Picking fruit is seasonal work. There is a problem in Britain in that seasonal workers are mostly migrants and we have tightened our boundaries so that coming from another country ar harvest has become more difficult. People who live here all year round want permanent jobs with a wage coming in all year round. Seasonal work will mean the poverty of living on benefits for most of the year. A flexible migrant workforce is vital to parts of the agricultural economy.

It was so in Jesus time. On their way from Galilee to Jerusalem Jesus and his disciples would have been travelling from town to town, from village to village. It does not matter if they travelled on foot or by cart, we are not told how they travelled, but it would have been at walking pace over several days. At this time of year the migrant workers would also have been travelling, looking for work, congregating in the towns and villages where the work was available, before moving on to the next town.
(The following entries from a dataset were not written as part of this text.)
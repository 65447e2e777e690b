//! Bulk actions run against selected records.

pub mod bulk;

use serde::Serialize;
use serde_json::{json, Map, Value};
use std::sync::Arc;

use crate::config;
use crate::error::EngineError;
use crate::field::FieldItem;
use crate::lens::find_lens;
use crate::record::Record;
use crate::request::AdminRequest;
use crate::resource::ResourceDefinition;
use crate::store::RecordStore;

pub use bulk::{chunk_by_key, Bulk, BulkOutcome};

/// Result shown to the user once an action completes
#[derive(Debug, Clone, PartialEq, Serialize)]
#[serde(tag = "type", rename_all = "lowercase")]
pub enum ActionResponse {
    Message { text: String },
    Danger { text: String },
    Redirect { url: String },
    Download { url: String, name: String },
    None,
}

impl ActionResponse {
    pub fn message(text: impl Into<String>) -> Self {
        ActionResponse::Message { text: text.into() }
    }

    pub fn danger(text: impl Into<String>) -> Self {
        ActionResponse::Danger { text: text.into() }
    }
}

/// Everything an action handler sees besides the records
pub struct ActionContext<'a> {
    pub req: &'a AdminRequest,
    pub resource: &'a dyn ResourceDefinition,
    /// Validated values of the action's own fields
    pub fields: Map<String, Value>,
    pub store: &'a dyn RecordStore,
}

pub trait Action: Send + Sync {
    fn key(&self) -> &str;

    fn name(&self) -> &str;

    fn fields(&self, _req: &AdminRequest) -> Vec<FieldItem> {
        vec![]
    }

    fn authorized_to_see(&self, _req: &AdminRequest) -> bool {
        true
    }

    fn authorized_to_run(&self, _req: &AdminRequest, _record: &Record) -> bool {
        true
    }

    /// Destructive actions also need `delete` on every record they touch
    fn is_destructive(&self) -> bool {
        false
    }

    /// Runs once without a record selection
    fn is_standalone(&self) -> bool {
        false
    }

    /// Runs against join rows of a many-to-many listing
    fn is_pivot(&self) -> bool {
        false
    }

    fn chunk_size(&self) -> usize {
        config::config().batch.chunk_size
    }

    /// Handle one chunk of authorized records
    fn handle(&self, ctx: &ActionContext<'_>, records: Vec<Record>) -> Result<ActionResponse, EngineError>;

    fn to_json(&self, _req: &AdminRequest) -> Value {
        json!({
            "uriKey": self.key(),
            "name": self.name(),
            "destructive": self.is_destructive(),
            "standalone": self.is_standalone(),
            "pivot": self.is_pivot(),
        })
    }
}

/// Actions offered by `definition` for the request, including those of the
/// active lens
pub fn available_actions(definition: &dyn ResourceDefinition, req: &AdminRequest) -> Result<Vec<Arc<dyn Action>>, EngineError> {
    let mut actions = definition.actions(req);
    if let Some(lens) = &req.lens {
        actions.extend(find_lens(definition, req, lens)?.actions(req));
    }
    Ok(actions.into_iter().filter(|a| a.authorized_to_see(req)).collect())
}

/// The declared action `key`; hidden actions are forbidden
pub fn find_action(definition: &dyn ResourceDefinition, req: &AdminRequest, key: &str) -> Result<Arc<dyn Action>, EngineError> {
    let mut actions = definition.actions(req);
    if let Some(lens) = &req.lens {
        actions.extend(find_lens(definition, req, lens)?.actions(req));
    }
    let action = actions
        .into_iter()
        .find(|a| a.key() == key)
        .ok_or_else(|| EngineError::not_found(format!("Action {} is not declared on {}", key, definition.key())))?;
    if !action.authorized_to_see(req) {
        return Err(EngineError::forbidden(format!("Action {} is not available", key)));
    }
    Ok(action)
}
use tracing::debug;

use super::QueryPipeline;
use crate::config;
use crate::error::EngineError;
use crate::query::{Condition, Query};
use crate::request::AdminRequest;
use crate::resource::{KeyType, Resource};

/// Exact primary-key match for a search term, when the term fits the key's
/// storage type
pub fn key_condition(key_type: KeyType, column: &str, term: &str) -> Option<Condition> {
    let digits = !term.is_empty() && term.chars().all(|c| c.is_ascii_digit());
    match key_type {
        KeyType::Integer => {
            let value: i64 = term.parse().ok().filter(|_| digits)?;
            (value <= config::config().search.max_integer_key).then(|| Condition::eq(column, value))
        }
        KeyType::BigInteger => {
            let value: i64 = term.parse().ok().filter(|_| digits)?;
            Some(Condition::eq(column, value))
        }
        KeyType::Uuid => uuid::Uuid::parse_str(term)
            .ok()
            .map(|id| Condition::eq(column, id.to_string())),
        KeyType::String => Some(Condition::eq(column, term)),
    }
}

impl QueryPipeline<'_> {
    /// Narrow by the search term. Uses the search index when the resource
    /// asks for one and one is configured; otherwise ORs a predicate per
    /// searchable column. Returns whether the index was used.
    pub fn apply_search(&self, resource: &Resource, req: &AdminRequest, query: Query) -> Result<(Query, bool), EngineError> {
        let Some(term) = req.params.search_term() else {
            return Ok((query, false));
        };
        let definition = resource.definition();

        if definition.uses_search_index() {
            match self.search {
                Some(index) => {
                    let keys = index.search(definition.key(), term)?;
                    debug!("Search index returned {} key(s) for {}", keys.len(), definition.key());
                    return Ok((query.where_keys(keys), true));
                }
                None => debug!("No search index configured; searching {} by column", definition.key()),
            }
        }

        let primary_key = definition.primary_key();
        let conditions: Vec<Condition> = definition
            .search_columns()
            .into_iter()
            .filter_map(|column| {
                if column == primary_key {
                    key_condition(definition.primary_key_type(), &column, term)
                } else {
                    Some(Condition::contains(column, term))
                }
            })
            .collect();

        debug!("Searching {} across {} column predicate(s)", definition.key(), conditions.len());
        Ok((query.and_where(Condition::any(conditions)), false))
    }
}

#[cfg(test)]
mod tests {
    use super::*;

    #[test]
    fn integer_keys_only_match_digit_terms_in_range() {
        assert_eq!(key_condition(KeyType::Integer, "id", "42"), Some(Condition::eq("id", 42)));
        assert_eq!(key_condition(KeyType::Integer, "id", "-1"), None);
        assert_eq!(key_condition(KeyType::Integer, "id", "4e2"), None);
        assert_eq!(key_condition(KeyType::Integer, "id", "99999999999"), None);
        assert_eq!(
            key_condition(KeyType::BigInteger, "id", "99999999999"),
            Some(Condition::eq("id", 99_999_999_999_i64))
        );
    }

    #[test]
    fn uuid_and_string_keys() {
        let id = "0b7e1a8e-6f57-4c2f-9d1c-7a8a0f3b9e21";
        assert_eq!(key_condition(KeyType::Uuid, "id", id), Some(Condition::eq("id", id)));
        assert_eq!(key_condition(KeyType::Uuid, "id", "rust"), None);
        assert_eq!(key_condition(KeyType::String, "slug", "rust"), Some(Condition::eq("slug", "rust")));
    }
}
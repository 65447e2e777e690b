//! Encoded filter parameter.
//!
//! The parameter is base64 over a JSON array of `{"class": key, "value": v}`
//! entries. Entries are applied in array order.

use base64::{engine::general_purpose::STANDARD, Engine};
use serde::{Deserialize, Serialize};
use serde_json::Value;
use std::collections::HashSet;
use std::fmt;
use std::sync::Arc;
use tracing::{debug, warn};

use super::{is_empty_value, FieldFilter, Filter};
use crate::error::EngineError;
use crate::query::Query;
use crate::registry::Registry;
use crate::request::AdminRequest;
use crate::resource::Resource;

#[derive(Debug, Clone, PartialEq, Serialize, Deserialize)]
pub struct FilterEntry {
    #[serde(rename = "class")]
    pub key: String,
    #[serde(default)]
    pub value: Value,
}

impl FilterEntry {
    pub fn new(key: impl Into<String>, value: impl Into<Value>) -> Self {
        Self {
            key: key.into(),
            value: value.into(),
        }
    }
}

pub fn encode_filters(entries: &[FilterEntry]) -> Result<String, serde_json::Error> {
    Ok(STANDARD.encode(serde_json::to_vec(entries)?))
}

/// Decode the filter parameter. Undecodable input yields no entries;
/// malformed array elements are skipped.
pub fn decode_filters(encoded: &str) -> Vec<FilterEntry> {
    let bytes = match STANDARD.decode(encoded.trim()) {
        Ok(bytes) => bytes,
        Err(e) => {
            warn!("Ignoring undecodable filter parameter: {}", e);
            return vec![];
        }
    };
    let items: Vec<Value> = match serde_json::from_slice(&bytes) {
        Ok(items) => items,
        Err(e) => {
            warn!("Ignoring filter parameter that is not a JSON array: {}", e);
            return vec![];
        }
    };
    items
        .into_iter()
        .filter_map(|item| match serde_json::from_value::<FilterEntry>(item) {
            Ok(entry) => Some(entry),
            Err(e) => {
                debug!("Skipping malformed filter entry: {}", e);
                None
            }
        })
        .collect()
}

/// A decoded entry matched to an authorized filter
#[derive(Clone)]
pub struct ResolvedFilter {
    pub filter: Arc<dyn Filter>,
    pub value: Value,
}

impl fmt::Debug for ResolvedFilter {
    fn fmt(&self, f: &mut fmt::Formatter<'_>) -> fmt::Result {
        f.debug_struct("ResolvedFilter")
            .field("key", &self.filter.key())
            .field("value", &self.value)
            .finish()
    }
}

/// The authorized filter catalogue of one resource for one request
#[derive(Clone, Default)]
pub struct FilterDecoder {
    available: Vec<Arc<dyn Filter>>,
}

impl FilterDecoder {
    pub fn new(available: Vec<Arc<dyn Filter>>) -> Self {
        Self { available }
    }

    /// Declared filters plus the implicit filters of filterable fields,
    /// keeping only those the actor may see.
    pub fn for_resource(resource: &Resource, req: &AdminRequest, registry: &Registry) -> Self {
        let mut candidates = resource.definition().filters(req);
        candidates.extend(
            resource
                .available_fields(req)
                .filterable()
                .authorized(req, registry)
                .unique()
                .iter()
                .filter_map(FieldFilter::new)
                .map(|f| Arc::new(f) as Arc<dyn Filter>),
        );

        let mut seen = HashSet::new();
        let total = candidates.len();
        let available: Vec<Arc<dyn Filter>> = candidates
            .into_iter()
            .filter(|f| f.authorized_to_see(req))
            .filter(|f| seen.insert(f.key().to_string()))
            .collect();
        if available.len() != total {
            debug!(
                "{} of {} filter(s) on {} hidden from actor",
                total - available.len(),
                total,
                resource.key()
            );
        }
        Self { available }
    }

    pub fn available(&self) -> &[Arc<dyn Filter>] {
        &self.available
    }

    pub fn find(&self, key: &str) -> Option<&Arc<dyn Filter>> {
        self.available.iter().find(|f| f.key() == key)
    }

    /// Match decoded entries to filters, in entry order. Unknown or
    /// unauthorized keys and empty values are dropped.
    pub fn resolve(&self, entries: Vec<FilterEntry>) -> Vec<ResolvedFilter> {
        entries
            .into_iter()
            .filter_map(|entry| {
                let Some(filter) = self.find(&entry.key) else {
                    debug!("Dropping filter {}: not available", entry.key);
                    return None;
                };
                if is_empty_value(&entry.value) {
                    return None;
                }
                Some(ResolvedFilter {
                    filter: filter.clone(),
                    value: entry.value,
                })
            })
            .collect()
    }

    pub fn decode(&self, encoded: Option<&str>) -> Vec<ResolvedFilter> {
        match encoded {
            Some(encoded) if !encoded.trim().is_empty() => self.resolve(decode_filters(encoded)),
            _ => vec![],
        }
    }

    /// Apply every resolved filter of `encoded` to `query`, in order
    pub fn apply(&self, req: &AdminRequest, query: Query, encoded: Option<&str>) -> Result<Query, EngineError> {
        let mut query = query;
        for resolved in self.decode(encoded) {
            debug!("Applying filter {}", resolved.filter.key());
            query = resolved.filter.apply(req, query, &resolved.value)?;
        }
        Ok(query)
    }

    pub fn to_json(&self, req: &AdminRequest) -> Value {
        Value::Array(self.available.iter().map(|f| f.to_json(req)).collect())
    }
}

impl fmt::Debug for FilterDecoder {
    fn fmt(&self, f: &mut fmt::Formatter<'_>) -> fmt::Result {
        f.debug_list()
            .entries(self.available.iter().map(|filter| filter.key()))
            .finish()
    }
}
use serde_json::{json, Value};
use crate::cli::OutputFormat;
use crate::error::EngineError;

/// Output a JSON document in the appropriate format. Text output falls
/// back to the pretty-printed document when no text renderer is given.
pub fn output_document<F>(output_format: &OutputFormat, document: &Value, text: F) -> anyhow::Result<()>
where
    F: FnOnce(&Value),
{
    match output_format {
        OutputFormat::Json => println!("{}", serde_json::to_string_pretty(document)?),
        OutputFormat::Text => text(document),
    }
    Ok(())
}

/// Output the body of an engine error. The message itself is reported by
/// the binary.
pub fn output_engine_error(output_format: &OutputFormat, error: &EngineError) -> anyhow::Result<()> {
    match output_format {
        OutputFormat::Json => {
            println!("{}", serde_json::to_string_pretty(&error.to_json())?);
        }
        OutputFormat::Text => {
            if let Some(errors) = error.validation_errors() {
                for (attribute, messages) in errors.iter() {
                    for message in messages {
                        eprintln!("  {}: {}", attribute, message);
                    }
                }
            }
        }
    }
    Ok(())
}

/// Output an empty collection in the appropriate format
pub fn output_empty_collection(
    output_format: &OutputFormat,
    collection_name: &str,
    message: &str,
) -> anyhow::Result<()> {
    match output_format {
        OutputFormat::Json => {
            println!("{}", serde_json::to_string_pretty(&json!({
                collection_name: []
            }))?);
        }
        OutputFormat::Text => {
            println!("{}", message);
        }
    }
    Ok(())
}

/// Compact single-line rendering of a field value
pub fn display_value(value: &Value) -> String {
    match value {
        Value::Null => "-".to_string(),
        Value::String(s) => s.clone(),
        other => other.to_string(),
    }
}

/// Left-aligned text table
pub fn print_table(headers: &[&str], rows: &[Vec<String>]) {
    let mut widths: Vec<usize> = headers.iter().map(|h| h.len()).collect();
    for row in rows {
        for (i, cell) in row.iter().enumerate() {
            if let Some(width) = widths.get_mut(i) {
                *width = (*width).max(cell.chars().count());
            }
        }
    }

    let line = |cells: Vec<String>| {
        cells
            .iter()
            .enumerate()
            .map(|(i, cell)| format!("{:width$}", cell, width = widths.get(i).copied().unwrap_or(0)))
            .collect::<Vec<_>>()
            .join("  ")
            .trim_end()
            .to_string()
    };

    println!("{}", line(headers.iter().map(|h| h.to_string()).collect()));
    for row in rows {
        println!("{}", line(row.clone()));
    }
}

#[cfg(test)]
mod tests {
    use super::*;

    #[test]
    fn values_render_compactly() {
        assert_eq!(display_value(&Value::Null), "-");
        assert_eq!(display_value(&json!("draft")), "draft");
        assert_eq!(display_value(&json!(3)), "3");
        assert_eq!(display_value(&json!([1, 2])), "[1,2]");
    }
}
Jesus is taking what he and the disciples have seen and is applying it to God’s kingdom. We are told that the kingdom of Heaven is like the master of the house, so that we know that the master represents God in the story. We have moved on from the rich young man to poor migrant workers but the focus is still on possessions and money. God is portrayed as all welcoming, even to those who have arrived in the town too late, almost at the end of the working day and would have expected to have spent the night hungry.

Jesus welcomes all.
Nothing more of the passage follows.